When a meeting starts, the worker loads:
  • the workspace gateway config
  • the selected agent config
  • the agent’s attached skill metadata
  • the filtered gateway action set for that agent
So the dashboard is not just an admin UI. It is the source of truth for the hosted worker.

Meeting assistant scope

Before a meeting starts, Atlas can join in one of two listening modes:
  • Room (default)
    • Atlas listens to the shared meeting audio
    • use this for normal multi-participant meetings
  • Private to host
    • Atlas listens only to the meeting host
    • use this when one person wants Atlas as a private assistant inside a larger room
This setting is chosen at meeting start time. It is a meeting-level runtime choice, not a separate agent type.

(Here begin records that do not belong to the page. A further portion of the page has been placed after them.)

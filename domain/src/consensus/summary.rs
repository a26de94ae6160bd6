//! Summary types: the council's verdict on a problem.

use serde::{Deserialize, Serialize};

/// Agreement status across the succeeded agents
#[derive(Debug, Clone, Copy, PartialEq, Eq, Serialize, Deserialize)]
#[serde(rename_all = "snake_case")]
pub enum ConsensusStatus {
    /// Every succeeded agent gave the same normalized answer
    Agreement,
    /// Succeeded agents gave two or more distinct normalized answers
    Disagreement,
    /// No agent produced a usable solution
    AllFailed,
}

impl ConsensusStatus {
    pub fn as_str(&self) -> &str {
        match self {
            ConsensusStatus::Agreement => "agreement",
            ConsensusStatus::Disagreement => "disagreement",
            ConsensusStatus::AllFailed => "all_failed",
        }
    }
}

impl std::fmt::Display for ConsensusStatus {
    fn fmt(&self, f: &mut std::fmt::Formatter<'_>) -> std::fmt::Result {
        write!(f, "{}", self.as_str())
    }
}

/// Confidence label attached to the verdict
#[derive(Debug, Clone, Copy, PartialEq, Eq, Serialize, Deserialize)]
#[serde(rename_all = "snake_case")]
pub enum Confidence {
    High,
    Medium,
    Low,
}

impl std::fmt::Display for Confidence {
    fn fmt(&self, f: &mut std::fmt::Formatter<'_>) -> std::fmt::Result {
        let s = match self {
            Confidence::High => "high",
            Confidence::Medium => "medium",
            Confidence::Low => "low",
        };
        write!(f, "{}", s)
    }
}

/// The council's verdict: status, best answer, confidence, rationale.
///
/// Computed fresh per request by the summarizer; never persisted.
/// `best_answer`, when present, is always the verbatim `final_answer` of
/// one of the succeeded agents.
#[derive(Debug, Clone, PartialEq, Eq, Serialize, Deserialize)]
pub struct Summary {
    pub status: ConsensusStatus,
    #[serde(skip_serializing_if = "Option::is_none")]
    pub best_answer: Option<String>,
    pub confidence: Confidence,
    pub rationale: String,
}

impl Summary {
    pub fn new(
        status: ConsensusStatus,
        best_answer: Option<String>,
        confidence: Confidence,
        rationale: impl Into<String>,
    ) -> Self {
        Self {
            status,
            best_answer,
            confidence,
            rationale: rationale.into(),
        }
    }

    /// Whether the council reached full agreement
    pub fn is_agreement(&self) -> bool {
        matches!(self.status, ConsensusStatus::Agreement)
    }
}

#[cfg(test)]
mod tests {
    use super::*;

    #[test]
    fn test_status_display() {
        assert_eq!(ConsensusStatus::Agreement.to_string(), "agreement");
        assert_eq!(ConsensusStatus::AllFailed.to_string(), "all_failed");
    }

    #[test]
    fn test_confidence_display() {
        assert_eq!(Confidence::High.to_string(), "high");
        assert_eq!(Confidence::Low.to_string(), "low");
    }

    #[test]
    fn test_summary_json_shape() {
        let summary = Summary::new(
            ConsensusStatus::Agreement,
            Some("6".to_string()),
            Confidence::High,
            "All agents agree.",
        );
        let json = serde_json::to_value(&summary).unwrap();
        assert_eq!(json["status"], "agreement");
        assert_eq!(json["confidence"], "high");
        assert_eq!(json["best_answer"], "6");
    }

    #[test]
    fn test_absent_best_answer_omitted() {
        let summary = Summary::new(
            ConsensusStatus::AllFailed,
            None,
            Confidence::Low,
            "No agent produced a usable solution.",
        );
        let json = serde_json::to_value(&summary).unwrap();
        assert!(json.get("best_answer").is_none());
    }
}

Recommended default:
  • use Room unless you explicitly want host-only listening

Hosted canary setup

If you are testing Atlas with a hosted worker, the gateway must be reachable from the public internet or private ingress you control. For a quick canary, it is fine to:
  1. run the mock or reference gateway locally
  2. expose it through a public HTTPS tunnel such as ngrok
  3. save the tunneled manifest and invoke URLs in the dashboard
  4. run the sync / async / approval checks from the dashboard first
  5. then join a real meeting and test the same flows in-room
If your manifest or invoke URL is only localhost, 127.0.0.1, or another private-network address, a hosted worker will not be able to reach it.

First test

Start with one read-only action. That keeps the first validation simple and makes it easy to inspect the exact request and response shape before you add side effects.
If you want to validate the contract before wiring real systems, start with Build With An Agent or mirror the reference manifest and invoke shapes closely.